Prompt —
Please print the whole listing below exactly as it stands.
[Opening Input records section]
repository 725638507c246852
pub mod pin;
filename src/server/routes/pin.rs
use std::num::IntErrorKind;

use axum::{
    extract::{RawQuery, State},
    http::StatusCode,
    response::{IntoResponse, Response},
};

use crate::{
    server::{
        card::{self, CardOptions, Theme},
        CachePolicy, Ctx, Svg, SvgError,
    },
    source::{FetchOutcome, RepoIdent, RepoSnapshot},
};

pub const PATH_PIN: &str = "/api/pin";

const MISSING_PARAMS_MESSAGE: &str = "Missing parameters: username & repo required";

pub const DEFAULT_CACHE_SECONDS: u32 = 1800;
/// Upper bound for caching successful cards.
pub const MAX_CACHE_SECONDS: u32 = 86_400;
/// Rate limits reset within the hour.
const RATE_LIMIT_MAX_AGE: u32 = 3600;
/// Missing repositories may be created or renamed soon.
const ERROR_MAX_AGE: u32 = 300;
const STALE_WHILE_REVALIDATE: u32 = 3600;

/// Raw query parameters of the pin endpoint.
#[derive(Debug, Clone, Default)]
pub struct PinQuery {
    pub username: Option<String>,
    pub repo: Option<String>,
    pub theme: Option<String>,
    pub hide_border: Option<String>,
    pub show_owner: Option<String>,
    pub cache_seconds: Option<String>,
}

impl PinQuery {
    /// Build from decoded key/value pairs. The first occurrence of a
    /// repeated key wins and unknown keys are ignored.
    pub fn from_pairs(pairs: impl IntoIterator<Item = (String, String)>) -> Self {
        let mut query = Self::default();
        for (key, value) in pairs {
            let slot = match key.as_str() {
                "username" => &mut query.username,
                "repo" => &mut query.repo,
                "theme" => &mut query.theme,
                "hide_border" => &mut query.hide_border,
                "show_owner" => &mut query.show_owner,
                "cache_seconds" => &mut query.cache_seconds,
                _ => continue,
            };
            slot.get_or_insert(value);
        }
        query
    }
}

/// A validated card request.
#[derive(Debug, Clone, PartialEq, Eq)]
pub struct PinRequest {
    pub ident: RepoIdent,
    pub theme: Theme,
    pub show_owner: bool,
    pub card: CardOptions,
    pub cache_seconds: u32,
}

impl PinRequest {
    pub fn from_query(query: &PinQuery) -> Result<Self, SvgError> {
        let ident = RepoIdent::from_params(query.username.as_deref(), query.repo.as_deref())
            .map_err(|_| SvgError::msg(MISSING_PARAMS_MESSAGE, StatusCode::BAD_REQUEST))?;

        Ok(Self {
            ident,
            theme: Theme::resolve(query.theme.as_deref()),
            show_owner: query.show_owner.as_deref() != Some("false"),
            card: CardOptions {
                hide_border: matches!(query.hide_border.as_deref(), Some("true" | "1")),
            },
            cache_seconds: parse_cache_seconds(query.cache_seconds.as_deref()),
        })
    }

    fn success_cache(&self) -> CachePolicy {
        CachePolicy::Public {
            max_age: self.cache_seconds.min(MAX_CACHE_SECONDS),
            stale_while_revalidate: Some(STALE_WHILE_REVALIDATE),
        }
    }

    fn rate_limit_cache(&self) -> CachePolicy {
        CachePolicy::Public {
            max_age: self.cache_seconds.min(RATE_LIMIT_MAX_AGE),
            stale_while_revalidate: Some(STALE_WHILE_REVALIDATE),
        }
    }
}

/// Positive number of seconds, or the default.
///
/// Values too large for `u32` saturate.
fn parse_cache_seconds(raw: Option<&str>) -> u32 {
    match raw.map(|x| x.trim().parse::<u32>()) {
        Some(Ok(seconds)) if seconds > 0 => seconds,
        Some(Err(err)) if *err.kind() == IntErrorKind::PosOverflow => u32::MAX,
        _ => DEFAULT_CACHE_SECONDS,
    }
}

fn error_cache() -> CachePolicy {
    CachePolicy::Public {
        max_age: ERROR_MAX_AGE,
        stale_while_revalidate: None,
    }
}

pub async fn handler_pin(State(ctx): State<Ctx>, RawQuery(raw): RawQuery) -> Response {
    let raw = raw.unwrap_or_default();
    let pairs = serde_urlencoded::from_str::<Vec<(String, String)>>(&raw);
    let query = match pairs {
        Ok(pairs) => PinQuery::from_pairs(pairs),
        Err(err) => {
            tracing::debug!("invalid query string: {}", err);
            return SvgError::msg("Invalid query parameters", StatusCode::BAD_REQUEST)
                .into_response();
        }
    };

    let theme = Theme::resolve(query.theme.as_deref());
    match pin(&ctx, &query).await {
        Ok(res) => res.into_response(),
        Err(err) => err.with_theme(theme).into_response(),
    }
}

async fn pin(ctx: &Ctx, query: &PinQuery) -> Result<Svg, SvgError> {
    let req = PinRequest::from_query(query)?;
    let theme = req.theme;

    let res = match ctx.github.fetch_repository(&req.ident).await? {
        FetchOutcome::Success(payload) => {
            let snapshot = RepoSnapshot::from_payload(payload, &req.ident, req.show_owner);
            Svg::new(
                StatusCode::OK,
                req.success_cache(),
                card::render_success(&snapshot, theme, &req.card),
            )
            .allow_any_origin()
        }
        FetchOutcome::RateLimited { reset_at } => {
            tracing::warn!(
                repo = %req.ident,
                reset_at = ?reset_at.map(time::OffsetDateTime::from),
                "Github API rate limit exceeded"
            );
            Svg::new(
                StatusCode::OK,
                req.rate_limit_cache(),
                card::render_rate_limited(theme),
            )
        }
        FetchOutcome::NotFound => Svg::new(
            StatusCode::OK,
            error_cache(),
            card::render_error(
                &format!("Repository not found: {}", req.ident.name()),
                theme,
            ),
        ),
        FetchOutcome::Transport { status, body } => {
            tracing::error!(repo = %req.ident, %status, %body, "unexpected Github API response");
            Svg::new(
                StatusCode::OK,
                error_cache(),
                card::render_error(&format!("GitHub API error: {}", status.as_u16()), theme),
            )
        }
        FetchOutcome::Network(err) => {
            tracing::error!(repo = %req.ident, "Github API request failed: {}", err);
            Svg::new(
                StatusCode::OK,
                error_cache(),
                card::render_error("GitHub API unreachable", theme),
            )
        }
    };

    Ok(res)
}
[Closing Input records section]
Completed exercise —
repository 725638507c246852
pub mod pin;
filename src/server/routes/pin.rs
use std::num::IntErrorKind;

use axum::{
    extract::{RawQuery, State},
    http::StatusCode,
    response::{IntoResponse, Response},
};

use crate::{
    server::{
        card::{self, CardOptions, Theme},
        CachePolicy, Ctx, Svg, SvgError,
    },
    source::{FetchOutcome, RepoIdent, RepoSnapshot},
};

pub const PATH_PIN: &str = "/api/pin";

const MISSING_PARAMS_MESSAGE: &str = "Missing parameters: username & repo required";

pub const DEFAULT_CACHE_SECONDS: u32 = 1800;
/// Upper bound for caching successful cards.
pub const MAX_CACHE_SECONDS: u32 = 86_400;
/// Rate limits reset within the hour.
const RATE_LIMIT_MAX_AGE: u32 = 3600;
/// Missing repositories may be created or renamed soon.
const ERROR_MAX_AGE: u32 = 300;
const STALE_WHILE_REVALIDATE: u32 = 3600;

/// Raw query parameters of the pin endpoint.
#[derive(Debug, Clone, Default)]
pub struct PinQuery {
    pub username: Option<String>,
    pub repo: Option<String>,
    pub theme: Option<String>,
    pub hide_border: Option<String>,
    pub show_owner: Option<String>,
    pub cache_seconds: Option<String>,
}

impl PinQuery {
    /// Build from decoded key/value pairs. The first occurrence of a
    /// repeated key wins and unknown keys are ignored.
    pub fn from_pairs(pairs: impl IntoIterator<Item = (String, String)>) -> Self {
        let mut query = Self::default();
        for (key, value) in pairs {
            let slot = match key.as_str() {
                "username" => &mut query.username,
                "repo" => &mut query.repo,
                "theme" => &mut query.theme,
                "hide_border" => &mut query.hide_border,
                "show_owner" => &mut query.show_owner,
                "cache_seconds" => &mut query.cache_seconds,
                _ => continue,
            };
            slot.get_or_insert(value);
        }
        query
    }
}

/// A validated card request.
#[derive(Debug, Clone, PartialEq, Eq)]
pub struct PinRequest {
    pub ident: RepoIdent,
    pub theme: Theme,
    pub show_owner: bool,
    pub card: CardOptions,
    pub cache_seconds: u32,
}

impl PinRequest {
    pub fn from_query(query: &PinQuery) -> Result<Self, SvgError> {
        let ident = RepoIdent::from_params(query.username.as_deref(), query.repo.as_deref())
            .map_err(|_| SvgError::msg(MISSING_PARAMS_MESSAGE, StatusCode::BAD_REQUEST))?;

        Ok(Self {
            ident,
            theme: Theme::resolve(query.theme.as_deref()),
            show_owner: query.show_owner.as_deref() != Some("false"),
            card: CardOptions {
                hide_border: matches!(query.hide_border.as_deref(), Some("true" | "1")),
            },
            cache_seconds: parse_cache_seconds(query.cache_seconds.as_deref()),
        })
    }

    fn success_cache(&self) -> CachePolicy {
        CachePolicy::Public {
            max_age: self.cache_seconds.min(MAX_CACHE_SECONDS),
            stale_while_revalidate: Some(STALE_WHILE_REVALIDATE),
        }
    }

    fn rate_limit_cache(&self) -> CachePolicy {
        CachePolicy::Public {
            max_age: self.cache_seconds.min(RATE_LIMIT_MAX_AGE),
            stale_while_revalidate: Some(STALE_WHILE_REVALIDATE),
        }
    }
}

/// Positive number of seconds, or the default.
///
/// Values too large for `u32` saturate.
fn parse_cache_seconds(raw: Option<&str>) -> u32 {
    match raw.map(|x| x.trim().parse::<u32>()) {
        Some(Ok(seconds)) if seconds > 0 => seconds,
        Some(Err(err)) if *err.kind() == IntErrorKind::PosOverflow => u32::MAX,
        _ => DEFAULT_CACHE_SECONDS,
    }
}

fn error_cache() -> CachePolicy {
    CachePolicy::Public {
        max_age: ERROR_MAX_AGE,
        stale_while_revalidate: None,
    }
}

pub async fn handler_pin(State(ctx): State<Ctx>, RawQuery(raw): RawQuery) -> Response {
    let raw = raw.unwrap_or_default();
    let pairs = serde_urlencoded::from_str::<Vec<(String, String)>>(&raw);
    let query = match pairs {
        Ok(pairs) => PinQuery::from_pairs(pairs),
        Err(err) => {
            tracing::debug!("invalid query string: {}", err);
            return SvgError::msg("Invalid query parameters", StatusCode::BAD_REQUEST)
                .into_response();
        }
    };

    let theme = Theme::resolve(query.theme.as_deref());
    match pin(&ctx, &query).await {
        Ok(res) => res.into_response(),
        Err(err) => err.with_theme(theme).into_response(),
    }
}

async fn pin(ctx: &Ctx, query: &PinQuery) -> Result<Svg, SvgError> {
    let req = PinRequest::from_query(query)?;
    let theme = req.theme;

    let res = match ctx.github.fetch_repository(&req.ident).await? {
        FetchOutcome::Success(payload) => {
            let snapshot = RepoSnapshot::from_payload(payload, &req.ident, req.show_owner);
            Svg::new(
                StatusCode::OK,
                req.success_cache(),
                card::render_success(&snapshot, theme, &req.card),
            )
            .allow_any_origin()
        }
        FetchOutcome::RateLimited { reset_at } => {
            tracing::warn!(
                repo = %req.ident,
                reset_at = ?reset_at.map(time::OffsetDateTime::from),
                "Github API rate limit exceeded"
            );
            Svg::new(
                StatusCode::OK,
                req.rate_limit_cache(),
                card::render_rate_limited(theme),
            )
        }
        FetchOutcome::NotFound => Svg::new(
            StatusCode::OK,
            error_cache(),
            card::render_error(
                &format!("Repository not found: {}", req.ident.name()),
                theme,
            ),
        ),
        FetchOutcome::Transport { status, body } => {
            tracing::error!(repo = %req.ident, %status, %body, "unexpected Github API response");
            Svg::new(
                StatusCode::OK,
                error_cache(),
                card::render_error(&format!("GitHub API error: {}", status.as_u16()), theme),
            )
        }
        FetchOutcome::Network(err) => {
            tracing::error!(repo = %req.ident, "Github API request failed: {}", err);
            Svg::new(
                StatusCode::OK,
                error_cache(),
                card::render_error("GitHub API unreachable", theme),
            )
        }
    };

    Ok(res)
}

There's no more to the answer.